3

If I assign the value 0.1 to a float:

float f = 0.1;

The actual value stored in memory is not an exact representation of 0.1, because 0.1 is not a number that can be exactly represented in single-precision floating-point format. The actual value stored - if I did my maths correctly - is

0.100000001490116119384765625

But I can't identify a way to get C# to print out that value. Even if I ask it to print the number to a great many decimal places, it doesn't give the correct answer:

// prints 0.10000000000000000000000000000000000000000000000000
Console.WriteLine(f.ToString("F50"));

How can I print the exact value stored in a float; the value actually represented by the bit-pattern in memory?

EDIT: It has been brought to my attention elsewhere that you can get the behaviour I ask for using standard format strings... on .NET Core and .NET 5.0. So this question is .NET Framework specific, I guess.

Hammerite
  • 21,755
  • 6
  • 70
  • 91
  • What does it look like if you type it as a `double`? – Flydog57 Aug 28 '21 at 16:38
  • 1
    @OlivierRogier: No, those are not duplicates. This question is not about whether floating-point has rounding errors but about how to get C# to display the exact value. Note that, by definition, a floating-point number represents exactly one value. Approximations occur in operations, not in numbers. – Eric Postpischil Aug 28 '21 at 16:39
  • @Flydog57: I don't know and I don't care. My question is about single-precision floating-point, not double, although an analogous question exists in principle for doubles and a satisfactory answer to my question would imply one for the double analogue. – Hammerite Aug 28 '21 at 16:41
  • @Hammerite: Some of how the Microsoft conversion software decides to format `float` is based on the characteristics of a `float` and how accurate Microsoft thinks it is. Storing the value in a `double` and printing that may result in different output. And that is not necessarily proposed as a solution but as a diagnostic technique. You should not reject suggestions out of hand or appear impudent about them.
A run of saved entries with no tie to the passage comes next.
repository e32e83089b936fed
pub mod default_routers;
pub mod error_responses;
pub mod http_serve;
pub mod routers;
use std::collections::HashMap;
use std::sync::Arc;

use anyhow::Result;
use async_trait::async_trait;
use mockall::automock;
use rust_decimal::Decimal;
use tracing::warn;

/// Every provider charge is expressed in this currency, whatever the cart was
/// priced in.
pub const SETTLEMENT_CURRENCY: &str = "USD";

/// Currency cart totals arrive in.
pub const SOURCE_CURRENCY: &str = "MAD";

#[async_trait]
#[automock]
pub trait ExchangeRateSource: Send + Sync {
    /// Latest exchange rates for `base`, keyed by target currency code.
    async fn latest_rates(&self, base: &str) -> Result<HashMap<String, Decimal>>;
}

pub struct CurrencyConverter<R>
where
    R: ExchangeRateSource + Send + Sync,
{
    rate_source: Arc<R>,
    fallback_rate: Decimal,
}

impl<R> CurrencyConverter<R>
where
    R: ExchangeRateSource + Send + Sync,
{
    pub fn new(rate_source: Arc<R>) -> Self {
        Self {
            rate_source,
            // 1 MAD ~ 0.10 USD
            fallback_rate: Decimal::new(10, 2),
        }
    }

    /// Converts `amount` from `from` into the settlement currency, rounded to
    /// two decimal places. This never fails: a failed lookup or a response
    /// missing the settlement rate falls back to the fixed rate, so payment
    /// creation is never blocked by the pricing dependency.
    pub async fn to_settlement(&self, amount: Decimal, from: &str) -> Decimal {
        let rate = match self.rate_source.latest_rates(from).await {
            Ok(rates) => match rates.get(SETTLEMENT_CURRENCY) {
                Some(rate) => *rate,
                None => {
                    warn!(
                        from,
                        "currency: {} missing from rate response, using fallback rate",
                        SETTLEMENT_CURRENCY
                    );
                    self.fallback_rate
                }
            },
            Err(err) => {
                warn!(
                    from,
                    error = ?err,
                    "currency: rate lookup failed, using fallback rate"
                );
                self.fallback_rate
            }
        };

        (amount * rate).round_dp(2)
    }
}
People are contributing their valuable time to help for free, and, if you do not respect that, they do not have to do anything for you. – Eric Postpischil Aug 28 '21 at 16:44
  • Very well, then, the "F50" for the float as a double is 0.10000000149011600000000000000000000000000000000000 – Hammerite Aug 28 '21 at 16:47
  • 1
    The problem in this question explained in [this answer](https://stackoverflow.com/questions/53663632/converting-float-to-double-loses-precision-c-sharp/53668599#53668599). I would mark it as a duplicate except this post also asks “How can I print the exact value stored in a float”, to which I expect the answer might be that Microsoft’s C# library does not provide a facility for this, so you must do it yourself or seek third-party solutions or workarounds like using Java instead. (Java and JavaScript specifications are more rigorous about display of floating-point values.) – Eric Postpischil Aug 28 '21 at 16:59
  • Thanks for indulging me. When you did your math to get the _exact_ value you came up with, I'm assuming you did it using binary math. Remembering that a float has a 23-bit mantissa (IIRC), what happens to your math if you cut off the calculation at 23 bits (OK, maybe I'm socratic, bit I'm also curious and you have the numbers in front of you). You also need to realize that most floating point questions on this site come from people who couldn't count to 31 on the fingers of their left hand – Flydog57 Aug 28 '21 at 17:04
  • I determined that the bit pattern of the float in memory is 0 01111011 10011001100110011001101. I then consulted Wikipedia and determined that the number is represented as (2 ^ -4) * (1 + 5033165/8388608); the 5033165 is the mantissa – Hammerite Aug 28 '21 at 17:09
  • The IEEE-754 format has a 24-bit significand. 23 bits are encoded in the primary significand field of the format, and one bit is encoded by way of the exponent field. The preferred term is “significand.” “Mantissa” is an old word for the fraction portion of a logarithm. The significand for the `float` nearest .1 is 13,421,773; it is represented as 13,421,773•2^−27 or, equivalently, 1.10011001100110011001101•2^−3. – Eric Postpischil Aug 28 '21 at 17:22
  • The significand is the whole fraction portion of the representation; we do not separate the leading bit. The primary significand field contains the trailing portion with the leading bit removed, but it does not encode the entire significand. The stored fields should not be confused with the representation of the number. – Eric Postpischil Aug 28 '21 at 17:24
  • My assessment was based on the treatment given on the Wikipedia page at https://en.wikipedia.org/wiki/Single-precision_floating-point_format, under the heading "IEEE 754 single-precision binary floating-point format: binary32". My wording is probably technically incorrect. But I we are talking about the same number in different ways. Your 13,421,773 is the sum of my 5033165 and 8388608. – Hammerite Aug 28 '21 at 17:29

4 Answers4

1

The basic idea here is to convert the float value into a rational value, and then convert the rational into a decimal.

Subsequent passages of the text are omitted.